Liam Donnelly

Personal information
- Native name: Liam Ó Donnaile (Irish)
- Nickname: Liam
- Born: 1928 Raheny, Dublin, Ireland
- Died: 5 January 2017 (aged 88–89)
- Occupation: Army officer

Sport
- Sport: Hurling
- Position: Centre-back

Club
- Years: Club
- 1940s–1950s: St Vincents

Inter-county
- Years: County / Apps (scores)
- 1948–1953: Dublin / 7 (0-5)

Inter-county titles
- Leinster titles: 1

= Liam Donnelly (hurler) =

Hurler from Dublin, Ireland (1928-2017)

William "Liam" Donnelly (1928– 5 January 2017) was an Irish former hurler who played as a centre-back for the Dublin senior team.
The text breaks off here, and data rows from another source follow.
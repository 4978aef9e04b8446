//! Telemetry configuration from environment variables.

use std::env;

/// Configuration for logging and metrics.
#[derive(Debug, Clone)]
pub struct TelemetryConfig {
    /// Service name attached to every log line
    pub service_name: String,

    /// Log level filter (trace, debug, info, warn, error)
    pub log_level: String,

    /// Whether to enable console output (for development)
    pub console_output: bool,

    /// Whether to enable JSON formatted logs
    pub json_logs: bool,
}

impl Default for TelemetryConfig {
    fn default() -> Self {
        Self {
            service_name: "relocation".to_string(),
            log_level: "info".to_string(),
            console_output: true,
            json_logs: false,
        }
    }
}

impl TelemetryConfig {
    /// Create configuration from environment variables.
    ///
    /// # Environment Variables
    ///
    /// - `OTEL_SERVICE_NAME`: Service name (default: relocation)
    /// - `RELOCATION_LOG_LEVEL` or `RUST_LOG`: Log level (default: info)
    /// - `RELOCATION_CONSOLE_OUTPUT`: Enable console output (default: true)
    /// - `RELOCATION_JSON_LOGS`: Enable JSON logs (default: false in dev, true in containers)
    pub fn from_env() -> Self {
        let is_container =
            env::var("KUBERNETES_SERVICE_HOST").is_ok() || env::var("DOCKER_CONTAINER").is_ok();

        Self {
            service_name: env::var("OTEL_SERVICE_NAME")
                .unwrap_or_else(|_| "relocation".to_string()),

            log_level: env::var("RELOCATION_LOG_LEVEL")
                .or_else(|_| env::var("RUST_LOG"))
                .unwrap_or_else(|_| "info".to_string()),

            console_output: env::var("RELOCATION_CONSOLE_OUTPUT")
                .map(|v| parse_flag(&v))
                .unwrap_or(true),

            json_logs: env::var("RELOCATION_JSON_LOGS")
                .map(|v| parse_flag(&v))
                .unwrap_or(is_container),
        }
    }

    /// Quiet configuration for unit and integration tests.
    pub fn for_testing() -> Self {
        Self {
            service_name: "relocation-test".to_string(),
            log_level: "warn".to_string(),
            console_output: true,
            json_logs: false,
        }
    }
}

fn parse_flag(value: &str) -> bool {
    matches!(value.to_ascii_lowercase().as_str(), "1" | "true" | "yes" | "on")
}
//! # Batch Import Dispatcher
//!
//! Hands one batch to its kind's importer with the slice of the remap table
//! the kind's dependencies need, then folds the result back in.
//!
//! For control-owned kinds imported from a region, a local chunk replica is
//! written so both sides of the domain boundary agree on what was imported.
//! Replica writes are idempotent per `(import_uuid, kind, min_ordinal)`.

use relocation_telemetry::{
    metric_inc, time_histogram, CONTROL_REPLICAS, IMPORT_BATCHES, IMPORT_BATCH_DURATION,
};
use shared_types::{
    ChunkReplica, DeploymentMode, ImportOk, ImportRequest, KindName, PrimaryKey, PrimaryKeyMap,
    Provenance, RpcImportErrorKind,
};
use std::collections::{BTreeMap, BTreeSet};

use super::registry::ImporterRegistry;
use crate::domain::{Chunk, DependencyGraph, ImportingError, RunContext, RunState};
use crate::ports::{LiveStore, Printer};

/// Guidance printed after an integrity conflict.
pub const INTEGRITY_REMEDIATION: &str = ">> Are you restoring from a snapshot taken by the same version?\n\
>> Are you restoring onto a clean deployment?\n\
>> If so then this IntegrityError is likely a defect in the importer of this kind, please report it.";

/// What happened to one batch.
#[derive(Debug, Clone, Copy, PartialEq, Eq)]
pub enum DispatchOutcome {
    /// The importer accepted the batch.
    Imported {
        /// Records that produced a translation.
        mapped: usize,
    },
    /// The kind is unknown or outside the run's scope.
    Skipped,
}

/// Dispatches batches for one run.
pub struct BatchDispatcher<'a> {
    graph: &'a DependencyGraph,
    registry: &'a ImporterRegistry,
    store: &'a dyn LiveStore,
    deployment: DeploymentMode,
    printer: &'a dyn Printer,
}

impl<'a> BatchDispatcher<'a> {
    /// Create a dispatcher.
    pub fn new(
        graph: &'a DependencyGraph,
        registry: &'a ImporterRegistry,
        store: &'a dyn LiveStore,
        deployment: DeploymentMode,
        printer: &'a dyn Printer,
    ) -> Self {
        Self {
            graph,
            registry,
            store,
            deployment,
            printer,
        }
    }

    /// Import one batch and extend `state.pk_map` with its translations.
    pub async fn dispatch(
        &self,
        ctx: &RunContext,
        state: &mut RunState,
        chunk: Chunk,
    ) -> Result<DispatchOutcome, ImportingError> {
        let min_ordinal = chunk.min_ordinal();

        let Some(descriptor) = self.graph.get(&chunk.kind) else {
            tracing::debug!(kind = %chunk.kind, "Skipping batch of unknown kind");
            return Ok(self.skip(state, &chunk.kind));
        };
        if !ctx.scope.includes(descriptor.relocation_scope) {
            tracing::debug!(
                kind = %chunk.kind,
                scope = %ctx.scope,
                "Skipping batch outside of the import scope"
            );
            return Ok(self.skip(state, &chunk.kind));
        }
        let importer = self
            .registry
            .get(&chunk.kind)
            .ok_or_else(|| ImportingError::MissingImporter(chunk.kind.clone()))?;

        let request = ImportRequest {
            kind: chunk.kind.clone(),
            scope: ctx.scope,
            flags: ctx.flags.clone(),
            filters: ctx.filters.clone(),
            pk_map: state.pk_map.partition(&descriptor.dependencies(), None),
            records: chunk.records,
            min_ordinal,
        };

        tracing::debug!(
            kind = %chunk.kind,
            min_ordinal,
            import_uuid = ctx.import_uuid(),
            "Dispatching batch"
        );

        let result = {
            let _timer = time_histogram!(IMPORT_BATCH_DURATION);
            importer.import_batch(request).await
        };

        let ok = match result {
            Ok(ok) => ok,
            Err(err) => {
                metric_inc!(IMPORT_BATCHES, &[chunk.kind.as_str(), "failed"]);
                tracing::error!(
                    kind = %chunk.kind,
                    min_ordinal,
                    error_kind = %err.kind,
                    "Importer rejected batch"
                );
                self.printer.echo(&err.pretty(), true);
                if err.get_kind() == RpcImportErrorKind::IntegrityError {
                    self.printer.echo(INTEGRITY_REMEDIATION, true);
                }
                return Err(ImportingError::Importer(err));
            }
        };

        check_bounds(&chunk.kind, &ok)?;

        let mapped = ok.mapped_pks.len();
        state.pk_map.extend(ok.mapped_pks.clone())?;

        // Replicas only follow translations the run accepted
        if self.deployment == DeploymentMode::Region && descriptor.is_control_owned() {
            if self.write_replica(ctx, &chunk.kind, &ok).await? {
                state.stats.replicas_written += 1;
            }
        }

        state.stats.batches_dispatched += 1;
        metric_inc!(IMPORT_BATCHES, &[chunk.kind.as_str(), "imported"]);

        if let (Some(min), Some(max)) = (ok.min_ordinal, ok.max_ordinal) {
            self.printer
                .echo(&format!("Imported {} #{min}..#{max}", chunk.kind), false);
        }

        Ok(DispatchOutcome::Imported { mapped })
    }

    fn skip(&self, state: &mut RunState, kind: &KindName) -> DispatchOutcome {
        state.stats.batches_skipped += 1;
        metric_inc!(IMPORT_BATCHES, &[kind.as_str(), "skipped"]);
        DispatchOutcome::Skipped
    }

    /// Write the replica unless one exists. Returns whether it was written.
    async fn write_replica(
        &self,
        ctx: &RunContext,
        kind: &KindName,
        ok: &ImportOk,
    ) -> Result<bool, ImportingError> {
        let Some(replica) = build_replica(ctx.import_uuid(), kind, ok) else {
            return Ok(false);
        };

        let existing = self
            .store
            .find_chunk_replica(&replica.import_uuid, kind, replica.min_ordinal)
            .await?;
        if existing.is_some() {
            tracing::info!(
                kind = %kind,
                min_ordinal = replica.min_ordinal,
                import_uuid = ctx.import_uuid(),
                "Control chunk replica already exists"
            );
            metric_inc!(CONTROL_REPLICAS, &["already_present"]);
            return Ok(false);
        }

        self.store.insert_chunk_replica(replica).await?;
        metric_inc!(CONTROL_REPLICAS, &["written"]);
        Ok(true)
    }
}

/// A reported ordinal range must come with its identifier bounds.
fn check_bounds(kind: &KindName, ok: &ImportOk) -> Result<(), ImportingError> {
    if ok.min_ordinal.is_none() {
        return Ok(());
    }
    let missing = [
        ("max_ordinal", ok.max_ordinal.is_none()),
        ("min_source_pk", ok.min_source_pk.is_none()),
        ("max_source_pk", ok.max_source_pk.is_none()),
    ]
    .into_iter()
    .filter(|(_, absent)| *absent)
    .map(|(name, _)| name)
    .collect::<Vec<_>>();

    if missing.is_empty() {
        Ok(())
    } else {
        Err(ImportingError::MalformedImportResult {
            kind: kind.clone(),
            reason: format!("min_ordinal is set but {} is not", missing.join(", ")),
        })
    }
}

/// Replica describing a successful control-side import, if anything was
/// imported.
pub fn build_replica(import_uuid: &str, kind: &KindName, ok: &ImportOk) -> Option<ChunkReplica> {
    let (min_ordinal, max_ordinal, min_source_pk, max_source_pk) = match (
        ok.min_ordinal,
        ok.max_ordinal,
        ok.min_source_pk,
        ok.max_source_pk,
    ) {
        (Some(a), Some(b), Some(c), Some(d)) => (a, b, c, d),
        _ => return None,
    };

    let kinds = BTreeSet::from([kind.clone()]);
    let by_provenance = |provenance: Provenance| -> PrimaryKeyMap {
        ok.mapped_pks
            .partition(&kinds, Some(&BTreeSet::from([provenance])))
    };
    let ids = |map: &PrimaryKeyMap| -> BTreeMap<PrimaryKey, PrimaryKey> {
        map.entries(kind).map(|(old, e)| (old, e.new_id)).collect()
    };

    let inserted = by_provenance(Provenance::Inserted);
    let existing = by_provenance(Provenance::Existing);
    let overwritten = by_provenance(Provenance::Overwritten);

    Some(ChunkReplica {
        import_uuid: import_uuid.to_string(),
        kind: kind.clone(),
        min_ordinal,
        max_ordinal,
        min_source_pk,
        max_source_pk,
        min_inserted_pk: ok.min_inserted_pk,
        max_inserted_pk: ok.max_inserted_pk,
        inserted_map: ids(&inserted),
        existing_map: ids(&existing),
        overwrite_map: ids(&overwritten),
        inserted_identifiers: inserted
            .entries(kind)
            .filter_map(|(old, e)| e.natural_name.clone().map(|name| (old, name)))
            .collect(),
    })
}
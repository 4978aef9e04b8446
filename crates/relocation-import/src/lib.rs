//! # Relocation Import
//!
//! Restores a serialized snapshot of a multi-tenant platform into a live
//! deployment split into one control domain and one or more regional
//! domains.
//!
//! **Architecture:** Hexagonal (DDD + Ports/Adapters)
//!
//! ## Purpose
//!
//! Import a snapshot in one full pass while keeping references intact:
//! - Records are imported in dependency order, in bounded same-kind batches
//! - Every old identifier is translated once and never rewritten
//! - Kinds owned by the control domain are imported through a remote call
//! - Tenant names are reconciled across domains before the tokens that
//!   depend on them are reissued
//!
//! ## Import Scopes
//!
//! | Scope | Kinds eligible |
//! |-------|----------------|
//! | User | user-scoped |
//! | Organization | user- and organization-scoped |
//! | Config | user- and config-scoped |
//! | Global | everything but excluded kinds |
//!
//! ## Module Structure
//!
//! ```text
//! relocation-import/
//! ├── domain/          # Chunk, RunState, DependencyGraph, errors
//! ├── algorithms/      # Decoding, scope filter building, chunking
//! ├── ports/           # API trait (inbound) + collaborator traits (outbound)
//! ├── adapters/        # In-memory store/outbox/naming, remote importer
//! ├── application/     # Dispatcher, naming reconciler, SnapshotImportService
//! └── config.rs        # ImportConfig
//! ```

#![warn(missing_docs)]
#![warn(clippy::all)]

pub mod adapters;
pub mod algorithms;
pub mod application;
pub mod config;
pub mod domain;
pub mod ports;

// Re-exports
pub use adapters::{
    CollisionPolicy, InMemoryRegionOutbox, InMemoryStore, Journal, JournalEntry,
    LoopbackTransport, RecordingNamingService, RemoteImporter, StoreOperation, TableImporter,
};
pub use algorithms::{build_filters, chunk_records, decode_snapshot, sanitize, validate_filter, Chunker};
pub use application::{
    BatchDispatcher, DispatchOutcome, ImporterRegistry, NamingReconciler, SnapshotImportService,
};
pub use config::{
    ImportConfig, WellKnownKinds, DEFAULT_MAX_BATCH_SIZE, DEFAULT_MAX_SHARD_DRAIN_ATTEMPTS,
};
pub use domain::{
    Chunk, DecryptError, DependencyGraph, ImportReport, ImportingError, KindDescriptor,
    NamingError, OutboxError, RunContext, RunState, RunStats, StoreError, TransportError,
};
pub use ports::{
    CollectingPrinter, ControlPlaneTransport, Decryptor, Importer, LiveStore, NamingService,
    NoopPrinter, PlaintextDecryptor, Printer, RegionOutbox, SnapshotImportApi,
};

/// Crate version
pub const VERSION: &str = env!("CARGO_PKG_VERSION");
Raised in Raheny, Dublin, Donnelly played both hurling and Gaelic football with his local club, St Vincents. As a minor, he scored the winning goal against Tipperary in the 1946 All-Ireland Minor Hurling Championship final. He won a Leinster Senior Hurling Championship with the Dublin senior team in 1948 and featured in the 1948 All-Ireland final, which they lost to Waterford.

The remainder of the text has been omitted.